Texts of the year polls, on the other hand, come too early to be worthwhile. The NME chose "Heroes" as its album of the year in 1977, a verdict surely nobody would today wish to endorse (even Bowie). On the other hand, they sum up a mood among critics, which has a certain interest in itself. The fact that in 1989 the NME plumped for De La Soul's 3 Feet High and Rising, although four years later they chose the first Stone Roses album as the greatest of all time let alone of the year of its release, reminds me of the critical popularity at the end of the 80s of postmodernist theories of pastiche and intertextuality, and therefore the modishness of sampling. It brings back an era, regardless of whether it's "true" or not.

So what have I learned from the current glut of lists, sorry, polls?

(1) That the transformation of American and consequently world popular cinema into a form of children's entertainment continues apace, and that although some of its manifestations are cynically sterile (Transformers 2: etc etc), many of them are brilliantly original (Up, Fantastic Mr Fox. I expect that the Christmas Radio Times which will be out in a fortnight will be packed to the rafters again with "children's films". What these have replaced is not, as some drearily and disingenuously moan, towering works of film art like 2001 and Taxi Driver; instead, they have superseded earlier forms of popular entertainment. Thirty years ago the Christmas Radio Times was a litany of MGM musicals, 1930s slapstick comedies, and war movies. Some of these were brilliantly original too, but tastes change.

(2) That the rock/pop album is dead. The results of the various albums of the decade polls that I've seen have been truly pitiful. Kid A, a very good record that pales in comparison with its predecessor in Radiohead's oeuvre, as the best album of the past 3600 days? Or The Streets, the only artist in the history of rock to provide its own devastasting parody at the same time and in the same place as its music? Some ancient rocker, I forget who, once complained that critics were so lazy that, were they to review a record called "I'm Completely Crap", they would just write "You said it, mate" even if it sounded like "Good Vibrations". Bearing this in mind I don't quite know how to respond to the fact that NME chose Is This It? as the best long-player of the noughties. Is that it? (Sorry.) That slab of diet Coke Marquee Mooning? The best we can come up with? You might as well have listed the "best" music hall artists of the decade. The point is, of course, that a poll of the best downloads would yield far more impressive results, since that is now the format in which rock and pop achievement comes.

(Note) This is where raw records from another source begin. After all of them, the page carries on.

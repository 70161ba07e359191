use std::net::SocketAddr;
use std::path::PathBuf;

use anyhow::{Context, Result};
use clap::Args;
use colored::Colorize;
use tower_http::cors::CorsLayer;
use tower_http::services::ServeDir;
use tower_http::trace::TraceLayer;

use super::OutputConfig;

#[derive(Args)]
pub struct ServeArgs {
    /// Built site directory to serve (defaults to current directory)
    #[arg(default_value = ".")]
    dir: PathBuf,

    /// Port to listen on (0 picks an ephemeral port)
    #[arg(long, default_value = "1313")]
    port: u16,
}

/// Serve a built site directory over HTTP so its published search index
/// can be fetched locally (for previewing and integration tests).
pub async fn run(args: ServeArgs, output: OutputConfig) -> Result<()> {
    let root = args
        .dir
        .canonicalize()
        .with_context(|| format!("Invalid path: {}", args.dir.display()))?;

    let app = axum::Router::new()
        .fallback_service(ServeDir::new(&root))
        .layer(CorsLayer::permissive())
        .layer(TraceLayer::new_for_http());

    let addr = SocketAddr::from(([127, 0, 0, 1], args.port));
    let listener = tokio::net::TcpListener::bind(addr)
        .await
        .with_context(|| format!("Failed to bind to {addr}"))?;
    let addr = listener.local_addr().context("Failed to read bound address")?;

    tracing::info!("serving {} on {}", root.display(), addr);
    if !output.quiet && !output.json {
        println!(
            "{} Serving {} at {}",
            "✓".green(),
            root.display(),
            format!("http://{addr}").cyan()
        );
    }

    axum::serve(listener, app).await.context("HTTP server error")
}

(3) That TV drama and comedy has been, across the decade, of an extraordinarily high standard. They have, I think, culturally outpaced their film equivalents. The advent of "box-setting", whereby TV shows are written and structured largely with a view to being watched at home in a self-scheduled and intensive run analagous to the reading of a novel, has vastly improved these genres, especially American drama. This is important to note, because just switching on your set every night and flicking through the channels you can get the impression (a) that TV is crap, and (b) that TV is nothing but wall to wall docusoaps, reality TV, and futile "challenges". The point is, of course (to repeat myself) that box-setting takes shows outside the economy of television: they're deprived or freed of the advertising that bankrolled them. Fantastic for the viewer, tough on the networks.

(4) Somebody writing on Wikipedia called my "The Death of Postmodernism and Beyond" an "entirely pessimistic" take on 2000s culture. Since writing it in 2006, I've come to the conclusion that my negativity about the quality of contemporary culture owed too much to a backward-looking conventionality (the same that causes critics to cling to notions of "best albums"). The real achievement of the decade hasn't been the appearance of great works in established formats so much as the emergence of new formats of expression. I shouldn't therefore have been looking so much for terrific new novels, plays, films etc., as exploring the new kind of textuality that has emerged. If I were invited on to a show discussing the drift of culture in the 2000s that's what I would emphasize: the extraordinary flowering of new avenues and economies of expression, rather than sensational new instances within long-established forms.

Mea culpa? Yes, all right; but 2006 was, in digimodernist terms, a very very long time ago.